Leo Durocher's '69 Cubs were counting on young lefty Darcy Fast for a lift, but season, career ended too soon

May 15, 2008

It would be a better story if he had tossed his glove into the Wrigley Field crowd and walked across the street and up the marble steps of a seminary, his cleats clickety-clacking on the polished floors, dooming the Cubs to the torturous fate that awaited them during their epic collapse in 1969.

But the story of Darcy Rae Fast, the self-described ''Missing Cub,'' and the role he played in a season that best defines the Cubs' centurylong World Series drought is more complicated than that.

The late 1960s and early '70s were complicated times, after all.

''If the circumstances in 1969 could've been different, if I could've played with the Cubs like they were counting on me doing, and like I was counting on doing, it could've been much different,'' Fast said. ''If I could've pitched 30 innings and saved a few guys a few innings, it could've changed everything.''

His name alone captures the imagination. Darcy Rae Fast. It's an ideal name for a fictional phenom who comes out of nowhere to make his mark in major-league baseball, which is exactly what Fast did, rising from tiny Warner Pacific College to the Cubs in less than one professional season.

He broke Juan Marichal's single-game strikeout record at Class AAA Tacoma (Wash.) before being called up and making eight appearances for the Cubs in 1968, including a start in the second game of a doubleheader against the Los Angeles Dodgers. He was 21 and had realized his lifelong dream of becoming a big-league pitcher. The Cubs projected him as a key member of their bullpen heading into the fateful 1969 season.
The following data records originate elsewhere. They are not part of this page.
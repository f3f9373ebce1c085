// src/config.rs
use anyhow::{anyhow, Context, Result};
use serde::{Deserialize, Serialize};
use std::fs;
use std::path::{Path, PathBuf};

use crate::summarize::SummarizerConfig;

const ENV_PATH: &str = "TRENDWIRE_CONFIG_PATH";
const ENV_BASE_URL: &str = "TRENDWIRE_BASE_URL";

/// Everything one run needs. Any field missing from the file falls back
/// to the built-in default.
#[derive(Debug, Clone, Serialize, Deserialize)]
#[serde(default)]
pub struct PipelineConfig {
    /// RSS feed URLs to poll.
    pub feeds: Vec<String>,
    /// Trailing recency window for headlines.
    pub window_minutes: i64,
    /// Entries read per feed.
    pub per_feed_cap: usize,
    /// Distinct outlets required before a cluster counts as a trend.
    pub min_sources: usize,
    /// Articles fetched and merged for the chosen trend.
    pub max_merge: usize,
    /// Approximate word budget for the synopsis.
    pub summary_words: usize,
    /// Headline length cap for the rendered page.
    pub title_max: usize,
    pub docs_dir: PathBuf,
    pub images_dir: PathBuf,
    /// Public base URL of the published pages (link in the announcement).
    pub base_url: String,
    pub user_agent: String,
    /// Base hashtags prepended to the announcement.
    pub hashtags: Vec<String>,
    pub summarizer: SummarizerConfig,
}

impl Default for PipelineConfig {
    fn default() -> Self {
        Self {
            feeds: Vec::new(),
            window_minutes: 90,
            per_feed_cap: 6,
            min_sources: 2,
            max_merge: 3,
            summary_words: 120,
            title_max: 110,
            docs_dir: PathBuf::from("docs"),
            images_dir: PathBuf::from("docs/images"),
            base_url: "https://example.invalid/trendwire".to_string(),
            user_agent: "Mozilla/5.0 (compatible; Trendwire/0.1)".to_string(),
            hashtags: vec!["#Trendwire".to_string()],
            summarizer: SummarizerConfig::default(),
        }
    }
}

/// Load from an explicit path. Supports TOML or JSON formats.
pub fn load_config_from(path: &Path) -> Result<PipelineConfig> {
    let content = fs::read_to_string(path)
        .with_context(|| format!("reading config from {}", path.display()))?;
    let ext = path
        .extension()
        .and_then(|s| s.to_str())
        .unwrap_or_default()
        .to_ascii_lowercase();
    parse_config(&content, ext.as_str())
}

/// Load using env var + fallbacks:
/// 1) $TRENDWIRE_CONFIG_PATH
/// 2) config/trendwire.toml
/// 3) config/trendwire.json
/// 4) built-in defaults
/// `TRENDWIRE_BASE_URL` overrides the configured base URL either way.
pub fn load_config_default() -> Result<PipelineConfig> {
    let mut cfg = if let Ok(p) = std::env::var(ENV_PATH) {
        let pb = PathBuf::from(p);
        if !pb.exists() {
            return Err(anyhow!("TRENDWIRE_CONFIG_PATH points to non-existent path"));
        }
        load_config_from(&pb)?
    } else {
        let toml_p = PathBuf::from("config/trendwire.toml");
        let json_p = PathBuf::from("config/trendwire.json");
        if toml_p.exists() {
            load_config_from(&toml_p)?
        } else if json_p.exists() {
            load_config_from(&json_p)?
        } else {
            PipelineConfig::default()
        }
    };

    if let Ok(url) = std::env::var(ENV_BASE_URL) {
        cfg.base_url = url;
    }
    Ok(cfg)
}

fn parse_config(s: &str, hint_ext: &str) -> Result<PipelineConfig> {
    // Try TOML first if hinted or content looks like toml.
    let try_toml = hint_ext == "toml" || s.contains("feeds");
    if try_toml {
        if let Ok(v) = toml::from_str::<PipelineConfig>(s) {
            return Ok(v);
        }
    }
    if let Ok(v) = serde_json::from_str::<PipelineConfig>(s) {
        return Ok(v);
    }
    if !try_toml {
        if let Ok(v) = toml::from_str::<PipelineConfig>(s) {
            return Ok(v);
        }
    }
    Err(anyhow!("unsupported config format"))
}

#[cfg(test)]
mod tests {
    use super::*;
    use std::env;

    #[test]
    fn toml_overrides_merge_with_defaults() {
        let toml = r#"
            feeds = ["https://example.test/rss"]
            min_sources = 3
        "#;
        let cfg = parse_config(toml, "toml").unwrap();
        assert_eq!(cfg.feeds, vec!["https://example.test/rss".to_string()]);
        assert_eq!(cfg.min_sources, 3);
        // untouched fields keep their defaults
        assert_eq!(cfg.window_minutes, 90);
        assert_eq!(cfg.max_merge, 3);
    }

    #[test]
    fn json_is_accepted_too() {
        let json = r#"{ "feeds": ["https://example.test/rss"], "per_feed_cap": 4 }"#;
        let cfg = parse_config(json, "json").unwrap();
        assert_eq!(cfg.per_feed_cap, 4);
    }

    #[serial_test::serial]
    #[test]
    fn env_path_wins_and_base_url_override_applies() {
        let tmp = tempfile::tempdir().unwrap();
        let p = tmp.path().join("pipeline.toml");
        fs::write(&p, "min_sources = 4\n").unwrap();

        env::set_var(ENV_PATH, p.display().to_string());
        env::set_var(ENV_BASE_URL, "https://pages.example.test/buzz");
        let cfg = load_config_default().unwrap();
        env::remove_var(ENV_PATH);
        env::remove_var(ENV_BASE_URL);

        assert_eq!(cfg.min_sources, 4);
        assert_eq!(cfg.base_url, "https://pages.example.test/buzz");
    }

    #[serial_test::serial]
    #[test]
    fn missing_env_path_is_an_error() {
        env::set_var(ENV_PATH, "/definitely/not/here.toml");
        let res = load_config_default();
        env::remove_var(ENV_PATH);
        assert!(res.is_err());
    }
}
Little did he -- or the Cubs -- know that his first big-league start would be his last major-league appearance. No one could've predicted the future as he walked off the mound at Dodger Stadium after pitching three innings of what would be a no-decision, but the fates of Darcy Rae Fast and the 1969 Cubs would soon take a drastic turn. Thirty-nine years later, the one-time phenom wonders if his and his former team's fates were intertwined, if his absence contributed to one of the worst collapses in baseball history. He's not alone.

''Those are things you'll never know,'' former Cubs reliever Phil Regan said. ''Maybe Darcy Fast could've saved us. There's no doubt he would've helped us.''

Never fit in

A minister's son raised in Olympia, Wash., it didn't take Fast long to realize he didn't fit in when he was first called up in 1968. The reality of life in the major leagues was far from what he had envisioned.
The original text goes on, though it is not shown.